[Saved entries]

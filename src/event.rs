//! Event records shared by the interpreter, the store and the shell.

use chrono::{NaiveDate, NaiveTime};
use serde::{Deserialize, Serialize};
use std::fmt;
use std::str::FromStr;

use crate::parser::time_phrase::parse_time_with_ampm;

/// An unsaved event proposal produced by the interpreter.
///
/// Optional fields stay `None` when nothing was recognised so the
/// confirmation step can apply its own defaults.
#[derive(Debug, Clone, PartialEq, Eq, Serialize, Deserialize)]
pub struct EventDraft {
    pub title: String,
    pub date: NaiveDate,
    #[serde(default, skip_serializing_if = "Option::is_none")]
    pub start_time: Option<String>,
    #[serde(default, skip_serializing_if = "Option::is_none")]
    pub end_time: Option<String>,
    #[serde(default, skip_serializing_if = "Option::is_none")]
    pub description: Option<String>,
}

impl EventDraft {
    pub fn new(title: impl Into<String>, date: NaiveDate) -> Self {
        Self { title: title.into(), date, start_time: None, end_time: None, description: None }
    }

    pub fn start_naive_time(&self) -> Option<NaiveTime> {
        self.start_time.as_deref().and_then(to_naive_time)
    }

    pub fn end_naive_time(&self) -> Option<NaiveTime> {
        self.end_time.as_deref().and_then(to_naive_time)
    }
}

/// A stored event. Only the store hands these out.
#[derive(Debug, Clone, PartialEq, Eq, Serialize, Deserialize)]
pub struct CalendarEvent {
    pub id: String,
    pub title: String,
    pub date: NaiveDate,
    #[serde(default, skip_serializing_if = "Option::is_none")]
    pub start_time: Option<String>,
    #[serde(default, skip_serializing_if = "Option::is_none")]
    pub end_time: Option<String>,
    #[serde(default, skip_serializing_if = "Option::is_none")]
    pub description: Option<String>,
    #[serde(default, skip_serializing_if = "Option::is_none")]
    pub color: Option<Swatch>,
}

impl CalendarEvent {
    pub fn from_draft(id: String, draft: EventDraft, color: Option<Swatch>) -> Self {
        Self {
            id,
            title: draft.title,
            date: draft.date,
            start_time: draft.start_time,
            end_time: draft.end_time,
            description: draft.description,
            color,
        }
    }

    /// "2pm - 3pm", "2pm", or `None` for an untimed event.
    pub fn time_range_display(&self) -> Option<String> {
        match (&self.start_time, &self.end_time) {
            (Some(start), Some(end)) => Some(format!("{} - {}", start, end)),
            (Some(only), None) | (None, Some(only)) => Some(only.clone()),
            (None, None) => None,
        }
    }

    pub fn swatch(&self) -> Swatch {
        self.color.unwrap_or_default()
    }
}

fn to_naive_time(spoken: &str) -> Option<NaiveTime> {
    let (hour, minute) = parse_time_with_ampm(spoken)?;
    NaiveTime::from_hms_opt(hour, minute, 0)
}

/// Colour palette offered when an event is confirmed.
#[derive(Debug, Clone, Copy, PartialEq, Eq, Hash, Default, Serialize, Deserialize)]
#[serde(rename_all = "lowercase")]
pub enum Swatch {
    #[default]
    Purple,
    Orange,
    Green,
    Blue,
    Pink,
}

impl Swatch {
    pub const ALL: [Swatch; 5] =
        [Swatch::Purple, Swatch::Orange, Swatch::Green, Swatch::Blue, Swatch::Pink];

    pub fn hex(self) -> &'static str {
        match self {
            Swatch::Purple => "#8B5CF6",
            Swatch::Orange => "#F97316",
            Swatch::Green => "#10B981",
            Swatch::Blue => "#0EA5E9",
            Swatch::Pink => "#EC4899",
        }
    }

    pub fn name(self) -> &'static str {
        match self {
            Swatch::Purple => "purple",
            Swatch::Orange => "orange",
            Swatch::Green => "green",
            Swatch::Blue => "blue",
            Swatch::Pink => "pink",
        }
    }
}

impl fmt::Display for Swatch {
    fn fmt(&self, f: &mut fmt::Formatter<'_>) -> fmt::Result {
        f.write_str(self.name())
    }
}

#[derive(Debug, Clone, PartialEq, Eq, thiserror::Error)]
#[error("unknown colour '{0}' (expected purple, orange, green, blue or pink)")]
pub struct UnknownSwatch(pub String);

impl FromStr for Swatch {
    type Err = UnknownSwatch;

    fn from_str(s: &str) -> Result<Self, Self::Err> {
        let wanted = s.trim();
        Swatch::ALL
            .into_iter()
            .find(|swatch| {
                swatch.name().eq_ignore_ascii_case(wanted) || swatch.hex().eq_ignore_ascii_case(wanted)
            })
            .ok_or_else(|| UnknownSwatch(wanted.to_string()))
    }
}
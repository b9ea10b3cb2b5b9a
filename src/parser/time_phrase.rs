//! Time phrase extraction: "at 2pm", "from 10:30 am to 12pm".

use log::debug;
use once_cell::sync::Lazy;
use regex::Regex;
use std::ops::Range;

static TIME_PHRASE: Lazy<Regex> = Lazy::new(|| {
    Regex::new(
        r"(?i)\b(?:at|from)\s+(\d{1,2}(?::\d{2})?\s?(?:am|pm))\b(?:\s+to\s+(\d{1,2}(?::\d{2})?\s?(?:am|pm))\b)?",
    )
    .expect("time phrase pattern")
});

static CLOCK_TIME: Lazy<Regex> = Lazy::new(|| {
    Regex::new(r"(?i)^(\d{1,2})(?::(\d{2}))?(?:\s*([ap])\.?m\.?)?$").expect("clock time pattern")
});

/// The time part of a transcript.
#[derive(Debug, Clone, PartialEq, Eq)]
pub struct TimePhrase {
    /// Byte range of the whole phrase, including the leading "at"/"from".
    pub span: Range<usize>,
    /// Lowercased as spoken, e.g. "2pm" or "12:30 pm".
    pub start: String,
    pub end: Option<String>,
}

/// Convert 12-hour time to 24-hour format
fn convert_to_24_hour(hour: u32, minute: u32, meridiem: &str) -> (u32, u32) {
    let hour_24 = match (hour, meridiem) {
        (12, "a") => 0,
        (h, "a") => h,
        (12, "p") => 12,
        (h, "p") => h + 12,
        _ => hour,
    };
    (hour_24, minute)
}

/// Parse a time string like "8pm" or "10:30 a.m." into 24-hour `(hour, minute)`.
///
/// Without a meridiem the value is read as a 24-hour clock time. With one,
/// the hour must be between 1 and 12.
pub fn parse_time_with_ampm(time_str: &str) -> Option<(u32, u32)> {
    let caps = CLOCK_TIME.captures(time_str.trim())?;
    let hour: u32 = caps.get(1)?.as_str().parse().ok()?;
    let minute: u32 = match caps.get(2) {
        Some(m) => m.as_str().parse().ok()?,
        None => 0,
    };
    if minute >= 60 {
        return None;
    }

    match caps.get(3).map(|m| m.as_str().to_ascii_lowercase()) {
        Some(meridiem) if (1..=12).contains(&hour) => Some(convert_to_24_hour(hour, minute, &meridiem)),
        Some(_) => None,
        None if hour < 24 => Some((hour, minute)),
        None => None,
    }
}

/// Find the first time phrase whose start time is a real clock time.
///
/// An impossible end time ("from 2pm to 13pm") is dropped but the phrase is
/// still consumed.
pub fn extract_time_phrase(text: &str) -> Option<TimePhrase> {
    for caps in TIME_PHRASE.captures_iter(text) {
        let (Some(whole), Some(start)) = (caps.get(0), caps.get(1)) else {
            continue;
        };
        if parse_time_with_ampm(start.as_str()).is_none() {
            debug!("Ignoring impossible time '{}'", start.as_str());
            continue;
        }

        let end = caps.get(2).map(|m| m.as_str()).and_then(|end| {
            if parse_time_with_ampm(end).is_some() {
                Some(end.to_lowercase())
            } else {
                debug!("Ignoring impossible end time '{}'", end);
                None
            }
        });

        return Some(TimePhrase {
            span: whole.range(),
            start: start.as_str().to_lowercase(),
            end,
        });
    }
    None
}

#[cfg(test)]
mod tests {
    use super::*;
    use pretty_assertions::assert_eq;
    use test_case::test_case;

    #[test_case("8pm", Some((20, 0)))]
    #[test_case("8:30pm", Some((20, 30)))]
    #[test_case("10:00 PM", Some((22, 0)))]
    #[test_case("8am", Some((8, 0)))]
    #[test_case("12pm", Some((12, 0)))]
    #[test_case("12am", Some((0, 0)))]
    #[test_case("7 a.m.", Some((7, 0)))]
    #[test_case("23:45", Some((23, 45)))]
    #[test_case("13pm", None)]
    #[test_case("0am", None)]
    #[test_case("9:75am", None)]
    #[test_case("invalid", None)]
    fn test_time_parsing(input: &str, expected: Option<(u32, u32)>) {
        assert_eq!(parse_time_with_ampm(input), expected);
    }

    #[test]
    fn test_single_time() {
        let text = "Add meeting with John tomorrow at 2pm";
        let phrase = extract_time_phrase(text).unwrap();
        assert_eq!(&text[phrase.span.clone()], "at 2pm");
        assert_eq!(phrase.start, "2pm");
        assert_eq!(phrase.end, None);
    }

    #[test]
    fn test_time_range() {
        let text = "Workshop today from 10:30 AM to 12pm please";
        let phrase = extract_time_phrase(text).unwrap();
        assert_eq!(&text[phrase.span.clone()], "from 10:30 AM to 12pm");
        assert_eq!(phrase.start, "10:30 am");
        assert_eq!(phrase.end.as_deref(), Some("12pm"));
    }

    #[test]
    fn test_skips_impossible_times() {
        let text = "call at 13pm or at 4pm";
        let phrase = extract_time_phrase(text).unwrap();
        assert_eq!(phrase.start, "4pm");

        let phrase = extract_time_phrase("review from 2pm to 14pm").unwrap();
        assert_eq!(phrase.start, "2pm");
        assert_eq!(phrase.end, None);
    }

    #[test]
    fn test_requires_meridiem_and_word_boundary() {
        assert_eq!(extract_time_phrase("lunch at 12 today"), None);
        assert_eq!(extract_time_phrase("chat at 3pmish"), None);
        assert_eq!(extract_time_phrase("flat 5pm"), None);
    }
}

* * *

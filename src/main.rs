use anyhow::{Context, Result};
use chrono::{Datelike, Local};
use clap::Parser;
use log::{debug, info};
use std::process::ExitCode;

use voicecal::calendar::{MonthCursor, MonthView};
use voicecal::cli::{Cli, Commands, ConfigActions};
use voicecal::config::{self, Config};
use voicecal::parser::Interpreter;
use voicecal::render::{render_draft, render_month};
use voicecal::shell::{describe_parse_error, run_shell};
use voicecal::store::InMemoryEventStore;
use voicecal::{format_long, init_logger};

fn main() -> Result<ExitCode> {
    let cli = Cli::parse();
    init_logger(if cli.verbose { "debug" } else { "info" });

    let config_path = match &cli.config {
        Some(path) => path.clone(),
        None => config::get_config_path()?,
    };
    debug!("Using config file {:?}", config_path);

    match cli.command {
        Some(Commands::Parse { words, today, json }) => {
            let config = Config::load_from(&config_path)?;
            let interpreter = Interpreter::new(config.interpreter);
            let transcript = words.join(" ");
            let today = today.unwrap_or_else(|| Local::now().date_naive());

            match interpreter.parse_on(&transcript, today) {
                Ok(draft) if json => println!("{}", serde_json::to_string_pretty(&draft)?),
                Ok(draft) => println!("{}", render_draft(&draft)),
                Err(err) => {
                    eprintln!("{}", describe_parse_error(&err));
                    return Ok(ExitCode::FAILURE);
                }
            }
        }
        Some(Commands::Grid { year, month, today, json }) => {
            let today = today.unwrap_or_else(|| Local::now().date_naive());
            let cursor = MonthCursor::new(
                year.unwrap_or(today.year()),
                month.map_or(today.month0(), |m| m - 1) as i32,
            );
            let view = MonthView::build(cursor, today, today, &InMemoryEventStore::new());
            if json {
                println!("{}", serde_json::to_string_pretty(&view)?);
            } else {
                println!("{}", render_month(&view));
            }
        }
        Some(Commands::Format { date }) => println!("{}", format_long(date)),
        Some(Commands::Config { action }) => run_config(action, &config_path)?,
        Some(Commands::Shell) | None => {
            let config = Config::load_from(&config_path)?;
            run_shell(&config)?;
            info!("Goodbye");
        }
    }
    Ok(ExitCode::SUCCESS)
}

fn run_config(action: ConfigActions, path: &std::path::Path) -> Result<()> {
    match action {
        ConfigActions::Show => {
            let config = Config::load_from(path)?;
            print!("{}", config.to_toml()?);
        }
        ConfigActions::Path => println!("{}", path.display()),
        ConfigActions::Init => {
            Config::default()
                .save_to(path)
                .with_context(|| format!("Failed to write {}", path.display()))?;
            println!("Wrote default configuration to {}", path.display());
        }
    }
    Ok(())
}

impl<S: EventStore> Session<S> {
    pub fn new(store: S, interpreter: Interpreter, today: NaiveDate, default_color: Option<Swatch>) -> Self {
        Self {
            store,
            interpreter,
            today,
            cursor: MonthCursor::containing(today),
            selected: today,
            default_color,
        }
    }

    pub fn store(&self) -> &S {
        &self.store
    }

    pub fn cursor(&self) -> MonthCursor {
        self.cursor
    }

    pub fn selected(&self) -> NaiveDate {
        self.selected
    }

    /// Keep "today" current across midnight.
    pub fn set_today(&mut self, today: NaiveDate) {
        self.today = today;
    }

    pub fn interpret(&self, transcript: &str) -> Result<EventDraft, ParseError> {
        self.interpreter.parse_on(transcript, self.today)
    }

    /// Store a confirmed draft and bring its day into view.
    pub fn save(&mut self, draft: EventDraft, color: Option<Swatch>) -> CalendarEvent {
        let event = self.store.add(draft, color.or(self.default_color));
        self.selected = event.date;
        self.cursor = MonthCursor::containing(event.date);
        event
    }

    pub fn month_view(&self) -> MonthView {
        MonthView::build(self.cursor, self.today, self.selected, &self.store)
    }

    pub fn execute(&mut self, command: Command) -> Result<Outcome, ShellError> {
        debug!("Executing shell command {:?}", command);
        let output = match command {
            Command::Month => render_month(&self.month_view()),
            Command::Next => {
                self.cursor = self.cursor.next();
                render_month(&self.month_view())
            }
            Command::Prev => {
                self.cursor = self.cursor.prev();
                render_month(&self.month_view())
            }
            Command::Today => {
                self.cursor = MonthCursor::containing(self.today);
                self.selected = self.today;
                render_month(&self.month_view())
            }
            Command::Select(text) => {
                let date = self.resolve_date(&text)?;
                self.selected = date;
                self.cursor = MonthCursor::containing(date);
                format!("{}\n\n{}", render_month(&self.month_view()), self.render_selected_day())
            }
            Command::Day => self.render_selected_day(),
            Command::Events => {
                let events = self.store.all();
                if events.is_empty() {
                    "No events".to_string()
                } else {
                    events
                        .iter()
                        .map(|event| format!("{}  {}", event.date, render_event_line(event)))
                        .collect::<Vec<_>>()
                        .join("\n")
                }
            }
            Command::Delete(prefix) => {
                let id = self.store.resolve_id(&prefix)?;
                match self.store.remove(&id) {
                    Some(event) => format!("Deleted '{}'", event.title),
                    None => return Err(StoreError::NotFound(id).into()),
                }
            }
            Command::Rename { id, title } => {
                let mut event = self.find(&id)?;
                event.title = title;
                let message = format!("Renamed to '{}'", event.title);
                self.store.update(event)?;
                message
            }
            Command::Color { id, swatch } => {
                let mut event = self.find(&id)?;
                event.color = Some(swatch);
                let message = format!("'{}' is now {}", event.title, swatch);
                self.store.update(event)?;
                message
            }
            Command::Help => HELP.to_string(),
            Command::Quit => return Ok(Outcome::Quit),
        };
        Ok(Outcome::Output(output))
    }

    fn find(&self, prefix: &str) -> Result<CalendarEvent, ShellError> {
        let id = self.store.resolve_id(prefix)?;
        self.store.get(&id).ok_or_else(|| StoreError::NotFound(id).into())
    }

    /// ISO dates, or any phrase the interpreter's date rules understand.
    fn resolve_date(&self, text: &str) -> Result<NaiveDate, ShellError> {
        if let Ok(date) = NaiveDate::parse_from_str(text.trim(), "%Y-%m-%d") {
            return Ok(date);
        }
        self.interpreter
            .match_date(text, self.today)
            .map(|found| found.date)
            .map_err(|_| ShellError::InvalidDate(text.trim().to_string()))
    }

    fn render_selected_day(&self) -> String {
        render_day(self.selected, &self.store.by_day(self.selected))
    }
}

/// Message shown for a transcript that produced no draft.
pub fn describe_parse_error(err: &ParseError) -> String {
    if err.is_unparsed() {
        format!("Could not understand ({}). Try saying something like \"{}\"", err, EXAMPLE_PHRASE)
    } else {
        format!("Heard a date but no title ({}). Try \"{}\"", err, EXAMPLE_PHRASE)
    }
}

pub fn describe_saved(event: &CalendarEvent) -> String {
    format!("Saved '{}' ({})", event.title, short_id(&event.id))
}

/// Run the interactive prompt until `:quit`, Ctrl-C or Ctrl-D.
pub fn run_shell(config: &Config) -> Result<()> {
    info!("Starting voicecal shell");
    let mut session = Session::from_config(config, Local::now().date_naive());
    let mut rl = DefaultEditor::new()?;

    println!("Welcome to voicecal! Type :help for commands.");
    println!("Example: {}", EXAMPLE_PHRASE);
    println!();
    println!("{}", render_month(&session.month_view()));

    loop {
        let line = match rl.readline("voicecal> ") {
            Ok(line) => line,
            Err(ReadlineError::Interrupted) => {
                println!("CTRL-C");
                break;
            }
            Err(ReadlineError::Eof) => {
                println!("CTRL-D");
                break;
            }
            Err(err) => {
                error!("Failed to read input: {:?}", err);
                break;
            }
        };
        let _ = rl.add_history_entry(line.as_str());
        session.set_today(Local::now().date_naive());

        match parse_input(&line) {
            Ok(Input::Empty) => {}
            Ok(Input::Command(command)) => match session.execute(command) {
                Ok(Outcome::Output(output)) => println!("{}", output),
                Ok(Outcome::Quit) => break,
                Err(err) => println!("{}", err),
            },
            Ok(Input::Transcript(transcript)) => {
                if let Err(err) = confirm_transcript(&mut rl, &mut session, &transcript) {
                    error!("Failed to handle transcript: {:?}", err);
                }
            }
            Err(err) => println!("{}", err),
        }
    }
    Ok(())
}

---

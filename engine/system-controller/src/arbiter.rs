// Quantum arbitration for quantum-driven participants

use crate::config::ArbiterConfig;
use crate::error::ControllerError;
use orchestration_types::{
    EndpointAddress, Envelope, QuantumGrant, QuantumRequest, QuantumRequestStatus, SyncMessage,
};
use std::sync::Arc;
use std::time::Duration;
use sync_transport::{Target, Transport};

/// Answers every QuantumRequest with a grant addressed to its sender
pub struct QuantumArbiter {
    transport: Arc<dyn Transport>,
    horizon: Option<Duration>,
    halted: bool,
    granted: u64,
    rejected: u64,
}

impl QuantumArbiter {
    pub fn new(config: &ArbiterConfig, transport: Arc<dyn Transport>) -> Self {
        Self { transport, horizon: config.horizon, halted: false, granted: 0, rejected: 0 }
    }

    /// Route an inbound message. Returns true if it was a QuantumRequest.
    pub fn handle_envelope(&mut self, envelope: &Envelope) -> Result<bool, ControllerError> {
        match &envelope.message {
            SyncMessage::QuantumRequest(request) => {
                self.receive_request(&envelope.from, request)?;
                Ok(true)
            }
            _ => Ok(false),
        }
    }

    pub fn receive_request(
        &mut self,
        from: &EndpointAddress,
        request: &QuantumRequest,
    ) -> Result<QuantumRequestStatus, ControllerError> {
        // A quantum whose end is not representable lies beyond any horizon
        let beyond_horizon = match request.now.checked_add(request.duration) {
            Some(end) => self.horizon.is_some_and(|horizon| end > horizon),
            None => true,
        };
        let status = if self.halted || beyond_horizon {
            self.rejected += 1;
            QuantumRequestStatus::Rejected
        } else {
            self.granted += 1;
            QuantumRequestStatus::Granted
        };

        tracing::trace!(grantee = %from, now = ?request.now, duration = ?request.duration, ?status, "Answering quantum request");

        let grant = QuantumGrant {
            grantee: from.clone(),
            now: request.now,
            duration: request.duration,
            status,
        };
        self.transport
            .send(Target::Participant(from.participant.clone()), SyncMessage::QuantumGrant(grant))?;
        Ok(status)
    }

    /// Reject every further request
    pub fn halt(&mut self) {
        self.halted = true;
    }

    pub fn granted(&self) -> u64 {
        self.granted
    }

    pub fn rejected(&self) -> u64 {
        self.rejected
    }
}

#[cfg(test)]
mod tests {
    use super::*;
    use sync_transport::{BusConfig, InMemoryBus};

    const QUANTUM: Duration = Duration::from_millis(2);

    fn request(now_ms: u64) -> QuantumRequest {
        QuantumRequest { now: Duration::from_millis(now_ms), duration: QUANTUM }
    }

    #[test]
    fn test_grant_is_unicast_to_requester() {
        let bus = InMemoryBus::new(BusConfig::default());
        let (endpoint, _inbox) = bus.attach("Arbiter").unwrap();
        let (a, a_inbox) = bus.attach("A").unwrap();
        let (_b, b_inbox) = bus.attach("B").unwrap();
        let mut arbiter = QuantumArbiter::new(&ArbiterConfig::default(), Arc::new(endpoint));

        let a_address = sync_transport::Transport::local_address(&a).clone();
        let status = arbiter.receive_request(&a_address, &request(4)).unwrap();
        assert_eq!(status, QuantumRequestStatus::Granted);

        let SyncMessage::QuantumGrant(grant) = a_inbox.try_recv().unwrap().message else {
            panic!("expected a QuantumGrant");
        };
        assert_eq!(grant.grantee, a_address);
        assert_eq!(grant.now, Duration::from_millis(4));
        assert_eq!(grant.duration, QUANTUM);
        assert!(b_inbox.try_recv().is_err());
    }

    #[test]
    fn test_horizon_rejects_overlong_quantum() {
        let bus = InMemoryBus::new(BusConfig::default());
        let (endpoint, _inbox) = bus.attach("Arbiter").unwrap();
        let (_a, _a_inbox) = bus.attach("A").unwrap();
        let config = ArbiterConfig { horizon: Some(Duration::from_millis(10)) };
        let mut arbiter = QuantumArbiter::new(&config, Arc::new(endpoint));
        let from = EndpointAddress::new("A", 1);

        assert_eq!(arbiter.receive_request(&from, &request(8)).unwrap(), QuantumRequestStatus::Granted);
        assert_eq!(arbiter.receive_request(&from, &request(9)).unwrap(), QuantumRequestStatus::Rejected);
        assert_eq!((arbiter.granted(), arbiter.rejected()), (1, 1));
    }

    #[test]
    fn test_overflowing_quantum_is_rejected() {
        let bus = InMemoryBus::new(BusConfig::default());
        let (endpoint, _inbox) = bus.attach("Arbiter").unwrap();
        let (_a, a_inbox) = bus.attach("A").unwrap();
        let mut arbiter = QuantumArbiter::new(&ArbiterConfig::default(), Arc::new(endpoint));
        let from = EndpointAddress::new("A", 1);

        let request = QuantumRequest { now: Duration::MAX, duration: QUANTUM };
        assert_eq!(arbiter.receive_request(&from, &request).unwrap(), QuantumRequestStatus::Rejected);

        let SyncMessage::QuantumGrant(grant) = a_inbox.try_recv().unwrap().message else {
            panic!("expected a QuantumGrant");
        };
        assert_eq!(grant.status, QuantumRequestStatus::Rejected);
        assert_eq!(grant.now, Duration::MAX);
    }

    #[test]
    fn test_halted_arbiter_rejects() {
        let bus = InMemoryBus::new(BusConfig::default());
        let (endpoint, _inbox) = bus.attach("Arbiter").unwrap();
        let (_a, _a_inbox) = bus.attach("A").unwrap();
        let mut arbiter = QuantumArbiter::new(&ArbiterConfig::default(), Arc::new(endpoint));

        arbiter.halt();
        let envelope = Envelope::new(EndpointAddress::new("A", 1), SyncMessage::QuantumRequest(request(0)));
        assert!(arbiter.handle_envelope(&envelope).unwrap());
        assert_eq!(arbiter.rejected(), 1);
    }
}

• **Required action**
The only acceptable answer is a number: how many lines in the data above hold the word "ReadlineError".

• **Result**
2